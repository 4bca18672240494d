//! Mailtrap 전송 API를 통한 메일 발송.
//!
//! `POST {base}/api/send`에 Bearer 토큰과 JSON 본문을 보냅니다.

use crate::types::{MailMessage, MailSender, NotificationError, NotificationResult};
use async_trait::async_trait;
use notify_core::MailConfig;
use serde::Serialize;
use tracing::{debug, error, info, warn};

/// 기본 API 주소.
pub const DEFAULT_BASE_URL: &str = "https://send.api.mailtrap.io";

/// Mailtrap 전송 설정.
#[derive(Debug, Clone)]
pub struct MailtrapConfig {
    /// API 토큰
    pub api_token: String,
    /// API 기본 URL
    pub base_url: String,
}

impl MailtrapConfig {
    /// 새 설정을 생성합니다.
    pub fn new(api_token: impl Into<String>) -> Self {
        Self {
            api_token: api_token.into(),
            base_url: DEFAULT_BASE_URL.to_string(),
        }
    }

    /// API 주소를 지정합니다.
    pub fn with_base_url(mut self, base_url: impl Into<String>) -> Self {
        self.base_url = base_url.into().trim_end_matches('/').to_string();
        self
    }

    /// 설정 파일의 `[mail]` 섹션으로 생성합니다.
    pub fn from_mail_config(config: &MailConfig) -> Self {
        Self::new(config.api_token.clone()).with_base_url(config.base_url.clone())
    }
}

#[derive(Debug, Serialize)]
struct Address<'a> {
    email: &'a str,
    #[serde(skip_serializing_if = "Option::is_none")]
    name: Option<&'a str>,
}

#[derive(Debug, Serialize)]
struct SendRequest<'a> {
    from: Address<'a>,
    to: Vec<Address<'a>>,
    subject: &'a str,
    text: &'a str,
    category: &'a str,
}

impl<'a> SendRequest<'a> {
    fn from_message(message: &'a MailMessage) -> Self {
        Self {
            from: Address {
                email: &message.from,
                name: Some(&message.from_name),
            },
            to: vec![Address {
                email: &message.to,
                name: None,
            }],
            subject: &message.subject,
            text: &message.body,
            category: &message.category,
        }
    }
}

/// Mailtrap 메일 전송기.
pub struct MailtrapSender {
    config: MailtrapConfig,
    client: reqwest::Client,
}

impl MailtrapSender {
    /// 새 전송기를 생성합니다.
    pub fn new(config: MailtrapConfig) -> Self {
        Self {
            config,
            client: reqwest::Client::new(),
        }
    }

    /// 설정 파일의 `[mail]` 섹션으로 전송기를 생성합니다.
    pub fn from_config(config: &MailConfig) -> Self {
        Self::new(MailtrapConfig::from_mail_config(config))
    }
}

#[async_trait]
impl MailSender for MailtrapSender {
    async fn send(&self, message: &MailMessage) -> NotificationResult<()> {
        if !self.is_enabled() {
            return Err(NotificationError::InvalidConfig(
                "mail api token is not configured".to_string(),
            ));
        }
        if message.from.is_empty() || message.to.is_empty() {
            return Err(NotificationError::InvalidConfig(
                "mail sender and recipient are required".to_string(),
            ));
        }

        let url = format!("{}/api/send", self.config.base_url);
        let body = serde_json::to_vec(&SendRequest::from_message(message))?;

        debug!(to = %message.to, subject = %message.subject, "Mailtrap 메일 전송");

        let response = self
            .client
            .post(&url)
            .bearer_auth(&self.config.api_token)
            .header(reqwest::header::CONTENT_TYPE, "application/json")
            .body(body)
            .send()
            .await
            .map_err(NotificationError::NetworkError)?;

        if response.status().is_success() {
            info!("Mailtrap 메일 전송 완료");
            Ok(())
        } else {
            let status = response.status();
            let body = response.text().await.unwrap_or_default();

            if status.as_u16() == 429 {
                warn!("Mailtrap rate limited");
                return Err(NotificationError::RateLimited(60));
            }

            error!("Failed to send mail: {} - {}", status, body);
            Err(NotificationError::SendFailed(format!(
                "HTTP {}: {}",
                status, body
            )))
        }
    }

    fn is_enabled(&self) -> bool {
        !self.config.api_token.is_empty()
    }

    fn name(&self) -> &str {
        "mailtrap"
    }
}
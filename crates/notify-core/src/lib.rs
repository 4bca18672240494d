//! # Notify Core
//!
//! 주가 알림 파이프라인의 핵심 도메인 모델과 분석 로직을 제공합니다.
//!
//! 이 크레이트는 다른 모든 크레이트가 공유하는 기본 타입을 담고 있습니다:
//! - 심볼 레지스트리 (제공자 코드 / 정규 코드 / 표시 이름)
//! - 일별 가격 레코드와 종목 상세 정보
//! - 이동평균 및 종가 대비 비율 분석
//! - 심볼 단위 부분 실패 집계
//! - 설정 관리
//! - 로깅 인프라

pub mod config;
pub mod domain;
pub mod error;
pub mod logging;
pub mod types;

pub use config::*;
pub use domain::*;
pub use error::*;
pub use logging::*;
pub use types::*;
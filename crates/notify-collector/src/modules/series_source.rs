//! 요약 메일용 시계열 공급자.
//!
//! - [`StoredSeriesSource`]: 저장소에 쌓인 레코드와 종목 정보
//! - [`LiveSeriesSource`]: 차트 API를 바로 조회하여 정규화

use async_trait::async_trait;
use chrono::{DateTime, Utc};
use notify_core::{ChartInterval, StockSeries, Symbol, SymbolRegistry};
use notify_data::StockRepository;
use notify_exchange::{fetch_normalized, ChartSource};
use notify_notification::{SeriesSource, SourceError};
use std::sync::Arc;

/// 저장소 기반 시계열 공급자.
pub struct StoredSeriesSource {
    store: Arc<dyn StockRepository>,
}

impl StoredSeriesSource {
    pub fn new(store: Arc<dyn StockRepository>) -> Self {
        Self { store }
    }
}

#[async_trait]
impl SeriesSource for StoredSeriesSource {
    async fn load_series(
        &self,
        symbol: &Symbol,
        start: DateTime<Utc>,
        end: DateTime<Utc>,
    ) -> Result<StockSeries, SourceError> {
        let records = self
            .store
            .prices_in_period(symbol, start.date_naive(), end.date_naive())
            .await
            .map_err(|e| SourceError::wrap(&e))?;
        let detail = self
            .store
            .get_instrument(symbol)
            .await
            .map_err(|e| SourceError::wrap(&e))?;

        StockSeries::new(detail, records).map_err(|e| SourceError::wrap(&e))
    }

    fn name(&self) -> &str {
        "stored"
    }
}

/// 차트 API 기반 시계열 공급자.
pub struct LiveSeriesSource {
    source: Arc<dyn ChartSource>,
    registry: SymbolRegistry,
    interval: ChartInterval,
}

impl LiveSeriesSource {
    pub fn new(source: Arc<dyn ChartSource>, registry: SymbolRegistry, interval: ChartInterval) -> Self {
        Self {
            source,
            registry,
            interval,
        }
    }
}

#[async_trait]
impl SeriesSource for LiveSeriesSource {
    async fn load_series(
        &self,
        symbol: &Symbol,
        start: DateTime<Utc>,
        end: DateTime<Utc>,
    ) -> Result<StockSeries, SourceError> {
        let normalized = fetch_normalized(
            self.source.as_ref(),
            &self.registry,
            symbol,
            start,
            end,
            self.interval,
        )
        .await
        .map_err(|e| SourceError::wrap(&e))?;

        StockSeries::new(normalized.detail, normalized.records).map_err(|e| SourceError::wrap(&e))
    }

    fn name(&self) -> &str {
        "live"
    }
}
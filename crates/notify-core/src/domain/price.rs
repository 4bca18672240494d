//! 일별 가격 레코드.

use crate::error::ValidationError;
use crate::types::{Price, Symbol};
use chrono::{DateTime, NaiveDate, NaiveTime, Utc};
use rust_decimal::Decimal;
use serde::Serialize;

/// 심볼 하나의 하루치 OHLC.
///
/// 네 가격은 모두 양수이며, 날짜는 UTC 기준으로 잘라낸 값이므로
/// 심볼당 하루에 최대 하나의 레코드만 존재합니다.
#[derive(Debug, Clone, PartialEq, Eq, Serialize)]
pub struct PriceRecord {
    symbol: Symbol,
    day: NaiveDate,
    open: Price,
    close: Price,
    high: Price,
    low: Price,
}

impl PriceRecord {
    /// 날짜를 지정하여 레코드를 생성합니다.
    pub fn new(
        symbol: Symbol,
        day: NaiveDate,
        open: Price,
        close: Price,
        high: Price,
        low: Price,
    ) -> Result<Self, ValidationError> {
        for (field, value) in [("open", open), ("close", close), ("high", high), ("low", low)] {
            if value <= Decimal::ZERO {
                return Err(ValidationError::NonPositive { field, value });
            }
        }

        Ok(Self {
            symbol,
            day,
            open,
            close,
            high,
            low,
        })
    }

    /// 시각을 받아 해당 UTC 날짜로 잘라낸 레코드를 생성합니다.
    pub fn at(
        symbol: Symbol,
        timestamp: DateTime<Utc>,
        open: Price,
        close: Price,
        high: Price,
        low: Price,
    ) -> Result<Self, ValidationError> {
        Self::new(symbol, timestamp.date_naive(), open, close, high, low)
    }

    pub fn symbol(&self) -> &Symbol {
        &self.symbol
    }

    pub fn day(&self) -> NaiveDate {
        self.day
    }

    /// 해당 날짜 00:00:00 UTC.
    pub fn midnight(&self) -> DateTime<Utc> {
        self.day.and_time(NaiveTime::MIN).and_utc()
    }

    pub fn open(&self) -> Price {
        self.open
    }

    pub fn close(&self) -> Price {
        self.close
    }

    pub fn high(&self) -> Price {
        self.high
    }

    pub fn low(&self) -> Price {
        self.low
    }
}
==================================================
**Prompt**
Lines from the first one above through the line containing "API 주소를 지정합니다." are to be retyped exactly, both included, and nothing more.

**Worked solution**
repository 4bca18672240494d
//! Mailtrap 전송 API를 통한 메일 발송.
//!
//! `POST {base}/api/send`에 Bearer 토큰과 JSON 본문을 보냅니다.

use crate::types::{MailMessage, MailSender, NotificationError, NotificationResult};
use async_trait::async_trait;
use notify_core::MailConfig;
use serde::Serialize;
use tracing::{debug, error, info, warn};

/// 기본 API 주소.
pub const DEFAULT_BASE_URL: &str = "https://send.api.mailtrap.io";

/// Mailtrap 전송 설정.
#[derive(Debug, Clone)]
pub struct MailtrapConfig {
    /// API 토큰
    pub api_token: String,
    /// API 기본 URL
    pub base_url: String,
}

impl MailtrapConfig {
    /// 새 설정을 생성합니다.
    pub fn new(api_token: impl Into<String>) -> Self {
        Self {
            api_token: api_token.into(),
            base_url: DEFAULT_BASE_URL.to_string(),
        }
    }

    /// API 주소를 지정합니다.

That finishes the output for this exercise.